Donning my orange shirt, I got Max out for a quick walk on city sidewalks, dropped him home to a delicious breakfast (yeah, right?) and hopped in the car for a road trip to Claresholm, Alberta. My friend-descendants of British Home Children were gathering for a display opportunity in the Claresholm Exhibition Hall and I really wanted to join them. Yesterday was the first National British Home Child Day and I felt very pleased for the recognition and the remembrances that were shared yesterday by descendants who had grown up with mystery, secrets and shame around their ancestry. I think that the disconnect from any roots at all is likely the most upsetting aspect of growing up in home child culture…very few children ever found solace in a relationship with siblings or Mom or Dad. There was a helplessness there, a disconnect and a sense of true abandonment, often in powerlessness against abuse of all sorts.

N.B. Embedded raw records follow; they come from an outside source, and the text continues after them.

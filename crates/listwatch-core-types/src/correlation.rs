//! Correlation identifiers
//!
//! Every market cycle carries a [`CycleId`] so that the log events of one
//! fetch-compare-persist pass can be grouped together, even when both
//! markets write to the same log file.

use serde::{Deserialize, Serialize};
use uuid::Uuid;

/// Unique identifier for a single market cycle
#[derive(Debug, Clone, PartialEq, Eq, Hash, Serialize, Deserialize)]
pub struct CycleId(String);

impl CycleId {
    /// Generate a new CycleId using UUIDv7 (time ordered)
    pub fn new() -> Self {
        Self(Uuid::now_v7().to_string())
    }

    /// Get the string representation
    pub fn as_str(&self) -> &str {
        &self.0
    }

    /// Create from an existing string (for deserialization)
    pub fn from_string(s: String) -> Self {
        Self(s)
    }
}

impl Default for CycleId {
    fn default() -> Self {
        Self::new()
    }
}

impl std::fmt::Display for CycleId {
    fn fmt(&self, f: &mut std::fmt::Formatter<'_>) -> std::fmt::Result {
        write!(f, "{}", self.0)
    }
}
//! listwatch Engine - Orchestration layer
//!
//! Runs fetch-compare-report-persist cycles per market, coordinating the
//! core diff logic with the feed, notification and storage collaborators.
//! Also provides the network-backed collaborators.

pub mod commands;
pub mod transport;

pub use commands::cycle::{
    run_cycles, run_market_cycle, Clock, CycleContext, CycleOutcome, CycleReport, FixedClock,
    SystemClock,
};
//! Command orchestration layer.
//!
//! Provides high-level command functions that coordinate between
//! core domain logic and the storage and transport collaborators.

pub mod cycle;
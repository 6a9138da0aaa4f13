//! At-rest encoding of a snapshot.
//!
//! The persisted form is the same CSV dialect the feeds use, with the uid
//! as the first column. [`crate::snapshot::load::load_persisted`] reads it
//! back; absent values are written as empty fields.

use crate::errors::{ExError, ExErrorKind, Result};
use crate::model::Snapshot;
use crate::snapshot::load::UID_COLUMN;
use sha2::{Digest, Sha256};

/// Encode a snapshot as UTF-8 CSV bytes: header `uid,<columns...>`, rows in
/// snapshot order, `\n` line terminators.
///
/// # Errors
///
/// - `Serialization` if the CSV writer fails
pub fn encode_csv(snapshot: &Snapshot) -> Result<Vec<u8>> {
    let serialization_error = |e: &dyn std::fmt::Display| {
        ExError::new(ExErrorKind::Serialization)
            .with_op("encode_csv")
            .with_market(snapshot.market().as_str())
            .with_message(format!("Failed to encode snapshot: {}", e))
    };

    let mut writer = csv::WriterBuilder::new()
        .terminator(csv::Terminator::Any(b'\n'))
        .from_writer(Vec::new());

    writer
        .write_record(
            std::iter::once(UID_COLUMN).chain(snapshot.columns().iter().map(String::as_str)),
        )
        .map_err(|e| serialization_error(&e))?;

    for record in snapshot.records() {
        let values = record
            .cells()
            .iter()
            .map(|cell| cell.value.as_deref().unwrap_or(""));
        writer
            .write_record(std::iter::once(record.uid()).chain(values))
            .map_err(|e| serialization_error(&e))?;
    }

    writer.into_inner().map_err(|e| serialization_error(&e))
}

/// SHA-256 (hex) of the snapshot's encoded form, used to identify
/// snapshots in log events.
///
/// # Errors
///
/// - `Serialization` if encoding fails
pub fn content_digest(snapshot: &Snapshot) -> Result<String> {
    let bytes = encode_csv(snapshot)?;
    let mut hasher = Sha256::new();
    hasher.update(&bytes);
    Ok(hex::encode(hasher.finalize()))
}
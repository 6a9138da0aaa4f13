//! Diff output types.

use crate::model::{Market, Record};
use serde::{Deserialize, Serialize};

/// Suffix appended to every changed cell of an updated record
pub const DEFAULT_UPDATE_MARKER: &str = " (更新)";

/// Tunables for the diff engine
#[derive(Debug, Clone, PartialEq, Eq)]
pub struct DiffOptions {
    /// Suffix appended to changed values in `updated` records
    pub update_marker: String,
}

impl Default for DiffOptions {
    fn default() -> Self {
        Self {
            update_marker: DEFAULT_UPDATE_MARKER.to_string(),
        }
    }
}

/// One differing `(uid, column)` pair, with plain (unannotated) values
#[derive(Debug, Clone, PartialEq, Eq, Serialize, Deserialize)]
pub struct CellChange {
    pub uid: String,
    pub column: String,
    pub old: Option<String>,
    pub new: Option<String>,
}

/// Classification of a new snapshot relative to the previous one.
///
/// `new` and `updated` are `None` rather than empty so that callers emit
/// a report section only when there is something in it.
#[derive(Debug, Clone, PartialEq, Eq, Serialize, Deserialize)]
pub struct ListingDiff {
    pub market: Market,
    /// Records whose uid is absent from the previous snapshot
    pub new: Option<Vec<Record>>,
    /// New versions of records with at least one changed cell; changed
    /// present values carry the update marker
    pub updated: Option<Vec<Record>>,
    /// Every differing cell, in new-snapshot row then column order
    pub changes: Vec<CellChange>,
}

impl ListingDiff {
    /// A diff with no new and no updated records
    pub fn empty(market: Market) -> Self {
        Self {
            market,
            new: None,
            updated: None,
            changes: Vec::new(),
        }
    }

    /// True when there is nothing to report
    pub fn is_empty(&self) -> bool {
        self.new.is_none() && self.updated.is_none()
    }

    pub fn new_count(&self) -> usize {
        self.new.as_ref().map_or(0, Vec::len)
    }

    pub fn updated_count(&self) -> usize {
        self.updated.as_ref().map_or(0, Vec::len)
    }
}

/// Result of comparing a fetched snapshot with the latest persisted one
#[derive(Debug, Clone, PartialEq, Eq)]
pub enum DiffOutcome {
    /// No previous snapshot exists: persist, report nothing
    FirstObservation,
    /// Structurally identical to the previous snapshot
    Unchanged,
    /// Structurally different. The diff may still be empty when the only
    /// difference is withdrawn records.
    Changed(ListingDiff),
}

impl DiffOutcome {
    /// Whether the fetched snapshot must be appended to the history
    pub fn should_persist(&self) -> bool {
        !matches!(self, DiffOutcome::Unchanged)
    }

    /// The diff to report, if there is anything to report
    pub fn reportable(&self) -> Option<&ListingDiff> {
        match self {
            DiffOutcome::Changed(diff) if !diff.is_empty() => Some(diff),
            _ => None,
        }
    }
}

In Canada, so many years later, families are hard at work, trying to unearth unspoken histories and share narratives that have been revealed via contact with the people who continue to house the files and reports on our ancestral family. At a price and with great patience, piece by piece, we are all discovering who our people were, though most will discover that, at a point, the information will drop off. Never did our ancestors show up on a Canadian census unless they were working as domestics in very wealthy homes. I know that I have not found my great grandfather on any binding document between ages 13 and 21. Those eight years are gone, although the families under which he was employed are well-documented in the foot prints of time.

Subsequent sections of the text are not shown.